His plans already matured for the preparation required for his profession, he became a student in the Chicago Veterinary College, being graduated therefrom in April, 1904. No fitter location could be desired than the home of his boyhood and youth, and there he settled to follow the practice of his profession, where he has remained to the present time. He is recognized as one of the ablest of his profession in Southern Illinois, and has been particularly successful in demonstrating the value of the sciences as applied to diseases of the animal world. He is a member of the Illinois Veterinary Medical Association, and is a careful student of all that applies to the profession to which he is devoted.
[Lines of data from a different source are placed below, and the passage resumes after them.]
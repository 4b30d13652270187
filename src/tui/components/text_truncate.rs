//! Display-width truncation for terminal rows.

use unicode_width::{UnicodeWidthChar, UnicodeWidthStr};

/// Truncates text to the provided display width and appends an ellipsis.
///
/// Width is measured in terminal columns, not Unicode scalar count. Widths of
/// three or fewer columns fall back to dots only.
pub(crate) fn truncate_to_display_width(text: &str, max_width: usize) -> String {
    if max_width == 0 {
        return String::new();
    }
    if text.width() <= max_width {
        return text.to_owned();
    }
    if max_width <= 3 {
        return ".".repeat(max_width);
    }

    let target_width = max_width.saturating_sub(3);
    let mut truncated = String::new();
    let mut current_width = 0;
    for ch in text.chars() {
        let char_width = UnicodeWidthChar::width(ch).unwrap_or(0);
        if current_width + char_width > target_width {
            break;
        }
        truncated.push(ch);
        current_width += char_width;
    }
    format!("{truncated}...")
}

#[cfg(test)]
mod tests {
    use rstest::rstest;

    use super::truncate_to_display_width;

    #[rstest]
    #[case::fits("Margarita", 20, "Margarita")]
    #[case::exact("Margarita", 9, "Margarita")]
    #[case::ellipsis("A very long comment body", 10, "A very ...")]
    #[case::zero("anything", 0, "")]
    #[case::tiny("anything", 2, "..")]
    #[case::wide_characters("カクテル最高", 7, "カク...")]
    fn truncates_by_columns(#[case] text: &str, #[case] width: usize, #[case] expected: &str) {
        assert_eq!(truncate_to_display_width(text, width), expected);
    }
}
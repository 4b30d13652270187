//! Comment list component.
//!
//! Renders each comment read-only with its edit/delete actions, or, for the
//! comment in edit mode, the pending edit text with its save action.

use crate::api::Comment;
use crate::tui::state::CommentEdit;

use super::text_truncate::truncate_to_display_width;

/// Context for rendering the comment list.
#[derive(Debug, Clone, Copy)]
pub struct CommentListViewContext<'a> {
    /// Comments in display order.
    pub comments: &'a [Comment],
    /// Cursor position (0-indexed).
    pub cursor_position: usize,
    /// Whether the cursor marker and action hints are shown.
    pub show_cursor: bool,
    /// Active edit session, if any.
    pub edit: Option<&'a CommentEdit>,
    /// Maximum row width in columns.
    pub max_width: usize,
}

/// Component for displaying the drink's comments.
#[derive(Debug, Clone, Copy, Default)]
pub struct CommentListComponent;

impl CommentListComponent {
    /// Renders the list, one row per comment.
    #[must_use]
    pub fn view(ctx: &CommentListViewContext<'_>) -> String {
        if ctx.comments.is_empty() {
            return "  No comments yet.\n".to_owned();
        }

        let mut output = String::new();
        for (index, comment) in ctx.comments.iter().enumerate() {
            let is_selected = ctx.show_cursor && index == ctx.cursor_position;
            let line = Self::format_row(ctx, comment, is_selected);
            output.push_str(&truncate_to_display_width(&line, ctx.max_width));
            output.push('\n');
        }
        output
    }

    fn format_row(ctx: &CommentListViewContext<'_>, comment: &Comment, is_selected: bool) -> String {
        if let Some(edit) = ctx.edit.filter(|edit| edit.comment_id() == &comment.id) {
            return format!("> [editing] {}_  [Enter:save]", single_row(edit.text()));
        }

        let text = single_row(&comment.text);
        if is_selected {
            format!("> {text}  [e:edit d:delete]")
        } else {
            format!("  {text}")
        }
    }
}

/// Shows line breaks and tabs as spaces so each comment keeps to one row.
fn single_row(text: &str) -> String {
    text.chars()
        .map(|character| if character.is_control() { ' ' } else { character })
        .collect()
}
Dr. Lyle is able to give some of his time to the affairs of the city, and is now serving his second term as a member of the city council, in which capacity he has given especially praiseworthy service. He was chosen to that office without regard to his political faith, although he is responsive to the demands of the Democratic party, and subscribes to the doctrines enunciated by the more advanced thinkers of that faith.

On New Year's day, 1907, Dr. Lyle married Miss Mayme H. Neil, a daughter of Robert Neil, the head of an old and honored Scotch family of Sparta, and Dr. and Mrs. Lyle are the parents of two children, Catherine and Robert.